Incentivize Entrepreneurship to Blunt the Recession

Incentivize Entrepreneurship to Blunt the Recession

The president just signed into law legislation that relaxes restrictions on how small businesses can use funds from the Paycheck Protection Program, the $660 billion measure designed to help them pay workers and avoid layoffs.

But even with billions in federal assistance and the freedom to spend it as they choose, thousands of small companies are sure to go out of business. And it’s unclear whether a new generation of entrepreneurs will step in to replace them.

The pandemic has accelerated a decades-long decline in new business formation. In the last week of March, Americans filed fewer than 6,800 new business applications, a decline of 42 percent from the same week a year earlier.

Our leaders must do more than keep companies on life support — they should encourage new startups. They can do so by including tax incentives to help entrepreneurs revitalize existing businesses and launch new ones in the next economic rescue package. Such incentives would encourage the private sector to provide capital to startups — and reduce the risk of losing Main Street firms to the Amazons and Walmarts of the world.

Here’s how those incentives could work. Founders and limited partners who pump money into existing or newly formed small businesses — companies with less than $10 million capital bases — could immediately deduct that investment from their taxable income up to a certain level, perhaps $100,000 per investor, per company.

Congress could impose restrictions to ensure that only Main Street businesses qualify. After all, tech startups can still turn to venture capital firms for financing. Fledgling pizzerias, retailers and landscaping businesses will have a tougher time raising capital.

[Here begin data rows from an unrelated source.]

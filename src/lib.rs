//! Container Authorization Gate
//!
//! This crate implements an inline authorization gate for container-runtime
//! API requests. It sits on the request path between a client and the daemon,
//! inspects method, path, headers, and body, and returns an allow/deny verdict
//! before the daemon executes the operation.
//!
//! # Decision path
//!
//! Every request passes once through the [`engine::DecisionEngine`]:
//!
//! 1. **Normalization**: percent-decode the URI and body, strip the embedded
//!    API-version segment. Empty or unparseable URIs are vacuous and allowed.
//! 2. **Admin bypass**: a credential header byte-equal to the configured
//!    admin secret is trusted unconditionally.
//! 3. **Static tables**: exact allow-list match, then deny-list prefix match.
//! 4. **Compliance**: container-creation and update bodies are validated
//!    against the tabular policy ruleset; an unverifiable body fails closed.
//! 5. **Ownership**: container- and exec-targeted actions are judged by
//!    first-claim semantics keyed on the caller's credential fingerprint.
//! 6. Everything else is allowed.
//!
//! # State
//!
//! The only mutable state is the in-memory [`registry::IdentityRegistry`]:
//! id-to-name and id-to-owner maps rebuilt opportunistically from the live
//! container list. Nothing persists across process restarts by design.
//!
//! # Module Structure
//!
//! - `config`: gate configuration (file + environment)
//! - `daemon`: the container-listing seam to the runtime daemon
//! - `registry`: identity registry (reconcile, resolve, claim)
//! - `policy` / `compliance`: declarative body checks for creation requests
//! - `engine`: top-level request classifier producing the verdict
//! - `eval`: optional external policy-evaluator extension point

use sha2::{Digest, Sha256};

pub mod compliance;
pub mod config;
pub mod daemon;
pub mod engine;
pub mod eval;
pub mod policy;
pub mod registry;

pub use compliance::Compliance;
pub use config::GateConfig;
pub use daemon::{ContainerLister, ContainerSummary, InMemoryContainerLister};
pub use engine::{AuthzRequest, AuthzVerdict, DecisionEngine};
pub use eval::AccessEvaluator;
pub use policy::{load_rules, PolicyRule, RuleKind};
pub use registry::{ClaimOutcome, IdentityRegistry, Resolved};

/// Length of the canonical short container id used as the registry key.
pub const CANONICAL_ID_LEN: usize = 12;

/// Length of a full daemon-assigned container id.
pub const FULL_ID_LEN: usize = 64;

/// One-way fingerprint of a caller credential.
///
/// The raw credential never reaches the registry; only its hex-encoded
/// SHA-256 digest is stored as the recorded owner of a container.
pub fn fingerprint(credential: &str) -> String {
    let digest = Sha256::digest(credential.as_bytes());
    hex::encode(digest)
}

/// Truncate a container reference to the canonical short form.
///
/// References shorter than the canonical length pass through unchanged.
/// Safe on arbitrary caller input, including non-ASCII.
pub fn short_id(raw: &str) -> &str {
    match raw.char_indices().nth(CANONICAL_ID_LEN) {
        Some((idx, _)) => &raw[..idx],
        None => raw,
    }
}
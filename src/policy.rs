//! Policy ruleset model and tabular loader.
//!
//! The policy document is a delimited file with columns
//! `[field, expected, kind]`, one rule per row, consumed in file order.

use std::path::Path;

use anyhow::{anyhow, Context, Result};

/// Field-extraction kind for a compliance rule.
#[derive(Clone, Copy, Debug, PartialEq, Eq)]
pub enum RuleKind {
    /// Comma-quoted list value; exact-match semantics.
    Slice,
    /// Single quoted value; exact-match semantics.
    Str,
    /// Unquoted literal value; exact-match semantics.
    Bool,
    /// Comma-quoted list value; the expected value must NOT appear.
    Cmd,
}

impl RuleKind {
    pub fn parse(raw: &str) -> Result<Self> {
        match raw.trim().to_lowercase().as_str() {
            "slice" => Ok(Self::Slice),
            "string" => Ok(Self::Str),
            "bool" => Ok(Self::Bool),
            "cmd" => Ok(Self::Cmd),
            other => Err(anyhow!(
                "unsupported rule kind '{}'; expected 'slice', 'string', 'bool', or 'cmd'",
                other
            )),
        }
    }

    /// `cmd` rules forbid the expected value instead of requiring it.
    pub fn must_not_contain(self) -> bool {
        matches!(self, Self::Cmd)
    }
}

/// One declarative constraint on a container-creation/update body field.
#[derive(Clone, Debug)]
pub struct PolicyRule {
    pub field: String,
    pub expected: String,
    pub kind: RuleKind,
}

/// Load the ruleset from a delimited tabular file, preserving file order.
pub fn load_rules(path: &Path) -> Result<Vec<PolicyRule>> {
    let mut reader = csv::ReaderBuilder::new()
        .has_headers(false)
        .flexible(true)
        .trim(csv::Trim::All)
        .from_path(path)
        .with_context(|| format!("failed to open policy file {}", path.display()))?;

    let mut rules = Vec::new();
    for (row, record) in reader.records().enumerate() {
        let record =
            record.with_context(|| format!("failed to read policy file {}", path.display()))?;
        if record.iter().all(|cell| cell.is_empty()) {
            continue;
        }
        if record.len() < 3 {
            return Err(anyhow!(
                "policy row {} has {} columns; expected [field, expected, kind]",
                row + 1,
                record.len()
            ));
        }
        rules.push(PolicyRule {
            field: record[0].to_string(),
            expected: record[1].to_string(),
            kind: RuleKind::parse(&record[2])
                .with_context(|| format!("policy row {}", row + 1))?,
        });
    }
    Ok(rules)
}

#[cfg(test)]
mod tests {
    use super::*;
    use std::io::Write;
    use tempfile::NamedTempFile;

    #[test]
    fn parses_rule_kinds() {
        assert_eq!(RuleKind::parse("slice").unwrap(), RuleKind::Slice);
        assert_eq!(RuleKind::parse("string").unwrap(), RuleKind::Str);
        assert_eq!(RuleKind::parse(" Bool ").unwrap(), RuleKind::Bool);
        assert_eq!(RuleKind::parse("cmd").unwrap(), RuleKind::Cmd);
        assert!(RuleKind::parse("regex").is_err());
    }

    #[test]
    fn only_cmd_forbids() {
        assert!(RuleKind::Cmd.must_not_contain());
        assert!(!RuleKind::Slice.must_not_contain());
        assert!(!RuleKind::Str.must_not_contain());
        assert!(!RuleKind::Bool.must_not_contain());
    }

    #[test]
    fn loads_rules_in_file_order() {
        let mut file = NamedTempFile::new().expect("temp policy");
        writeln!(file, "Privileged,false,bool").unwrap();
        writeln!(file, "Binds,/var/run/docker.sock,cmd").unwrap();
        writeln!(file, "NetworkMode,bridge,string").unwrap();

        let rules = load_rules(file.path()).expect("load rules");
        assert_eq!(rules.len(), 3);
        assert_eq!(rules[0].field, "Privileged");
        assert_eq!(rules[0].kind, RuleKind::Bool);
        assert_eq!(rules[1].field, "Binds");
        assert_eq!(rules[1].expected, "/var/run/docker.sock");
        assert_eq!(rules[2].kind, RuleKind::Str);
    }

    #[test]
    fn rejects_short_rows() {
        let mut file = NamedTempFile::new().expect("temp policy");
        writeln!(file, "Privileged,false").unwrap();
        let err = load_rules(file.path()).unwrap_err();
        assert!(err.to_string().contains("expected [field, expected, kind]"));
    }

    #[test]
    fn missing_file_is_an_error() {
        assert!(load_rules(Path::new("/nonexistent/policy.csv")).is_err());
    }
}
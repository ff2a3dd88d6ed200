//! Offline policy verification tool.
//!
//! Loads a tabular container-policy ruleset, prints it, and optionally
//! evaluates a JSON request body against it. Exits non-zero on violation so
//! it can gate CI checks on policy fixtures.

use std::path::PathBuf;
use std::process::ExitCode;

use anyhow::{Context, Result};
use clap::Parser;

use authz_gate::compliance::{check_body, Compliance};
use authz_gate::policy::load_rules;

#[derive(Parser, Debug)]
#[command(
    name = "policy_check",
    about = "Validate a container policy ruleset and optionally check a request body against it"
)]
struct Args {
    /// Path to the tabular policy document.
    #[arg(long, env = "AUTHZ_GATE_POLICY_PATH")]
    policy: PathBuf,

    /// JSON request-body file to evaluate against the ruleset.
    #[arg(long)]
    body: Option<PathBuf>,
}

fn main() -> Result<ExitCode> {
    env_logger::init();
    let args = Args::parse();

    let rules = load_rules(&args.policy)?;
    println!("loaded {} rules from {}", rules.len(), args.policy.display());
    for rule in &rules {
        let mode = if rule.kind.must_not_contain() {
            "must not contain"
        } else {
            "must equal"
        };
        println!("  {} ({:?}) {} '{}'", rule.field, rule.kind, mode, rule.expected);
    }

    let Some(body_path) = args.body else {
        return Ok(ExitCode::SUCCESS);
    };
    let body = std::fs::read_to_string(&body_path)
        .with_context(|| format!("failed to read body file {}", body_path.display()))?;

    match check_body(&rules, &body) {
        Compliance::Comply => {
            println!("body complies with the ruleset");
            Ok(ExitCode::SUCCESS)
        }
        Compliance::Violation { field } => {
            eprintln!("violation: {field}");
            Ok(ExitCode::FAILURE)
        }
    }
}
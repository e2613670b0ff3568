//! `pg-skim` — travel-cost matrix handling.
//!
//! | Module     | Contents                                                 |
//! |------------|----------------------------------------------------------|
//! | [`matrix`] | `SkimMatrix` — flat array reshaped to N×N, O(1) lookup   |
//! | [`repair`] | `RepairRules` — defective-cell and diagonal repairs      |
//! | [`units`]  | seconds→hours, metres→km, 4-decimal rounding             |
//! | [`parcel`] | `ParcelSkim` — depot-column sub-matrix in hours          |
//! | [`loader`] | binary `.mtx` reader                                     |

pub mod loader;
pub mod matrix;
pub mod parcel;
pub mod repair;
pub mod units;

mod error;

#[cfg(test)]
mod tests;

pub use error::{SkimError, SkimResult};
pub use loader::{read_mtx, read_mtx_bytes, read_mtx_reader};
pub use matrix::SkimMatrix;
pub use parcel::ParcelSkim;
pub use repair::RepairRules;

They’re the businesses that need help the most.

Such deductions would incentivize Americans to thoughtfully risk their savings on new firms. Congress could sweeten the deal by allowing these deductions without basis adjustments.

Consider this hypothetical: Say a doctor invests $100,000 in his friend’s new restaurant. Under this proposed system of tax incentives, he’d be able to immediately deduct that investment from his taxable income, but would maintain his tax basis at the original investment.

If the restaurant prospers, and he later sells his stake for $150,000, he’d pay capital gains taxes on his $50,000 profit. But if the restaurant fails, he’d get to write off the $100,000 loss again.

Critics might object that such deductions would disproportionately benefit wealthy Americans. After all, anyone with enough savings to sink tens of thousands of dollars into a new business right now is doing just fine.

But this objection misses the point. Small businesses are engines of job creation. They generate 44 percent of gross domestic product but roughly 66 percent of new jobs. If we want to put unemployed Americans back to work, we need to help entrepreneurs launch businesses and rapidly hire workers.

Deductions would also leverage the power of private capital and, thus ensure that taxpayers — who are ultimately funding these stimulus packages — get the most bang for their buck.

Imagine Congress wants to spend $50 billion to encourage entrepreneurship. Lawmakers could opt for grants. But then they’d be responsible for creating an application process and picking winners and losers. That’s complex. Those with the best lobbyists would likely be the ones to capture the grants, not those with the best ideas.

If lawmakers instead authorize $135 billion in top-line individual income tax deductions, the cost to the Treasury would also be about $50 billion — assuming the deductions are claimed by investors in the top 37 percent federal income tax bracket. But the result would be almost three times as much capital pumped into startups.

Further, because they’re putting their own money at risk, investors will take a keen interest in the business plans of the entrepreneurs they’re considering backing. They’ll pick those with the best chances of success. Taxpayer-funded grants lack that layer of market discipline — and are thus at greater risk of failing.

Sadly, many mom-and-pop firms won’t survive this downturn. But our leaders can accelerate the economy’s recovery by ensuring that entrepreneurs have the capital they need to launch new small businesses after the pandemic subsides.